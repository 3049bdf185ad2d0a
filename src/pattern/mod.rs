// ============================================================================
// Pattern Module
// Keystroke-level input patterns for formatted numbers
// ============================================================================
//
// This module provides:
// - GroupLayout: computes digit-group boundaries for the integer part
// - PatternBuilder: renders a spec and layout into a regular expression
// - build_pattern: one-shot convenience over the default builder
//
// Design principles:
// - Group-boundary arithmetic and regex rendering are separate steps
// - Generated patterns accept every prefix of a formatted number, so they
//   can gate input as it is typed
// - The output is a plain string; callers choose their own regex engine

mod builder;
mod layout;
mod regex_tools;

pub use builder::{build_pattern, PatternBuilder};
pub use layout::GroupLayout;
pub use regex_tools::{character_selector, escaped, needs_escape};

◆ ◆ ◆ ◆ ◆ ◆ ◆

* **Work instructions**:
Copy every line of the entries in which "GroupLayout" can be found.

* **Result below**:
// - GroupLayout: computes digit-group boundaries for the integer part
pub use layout::GroupLayout;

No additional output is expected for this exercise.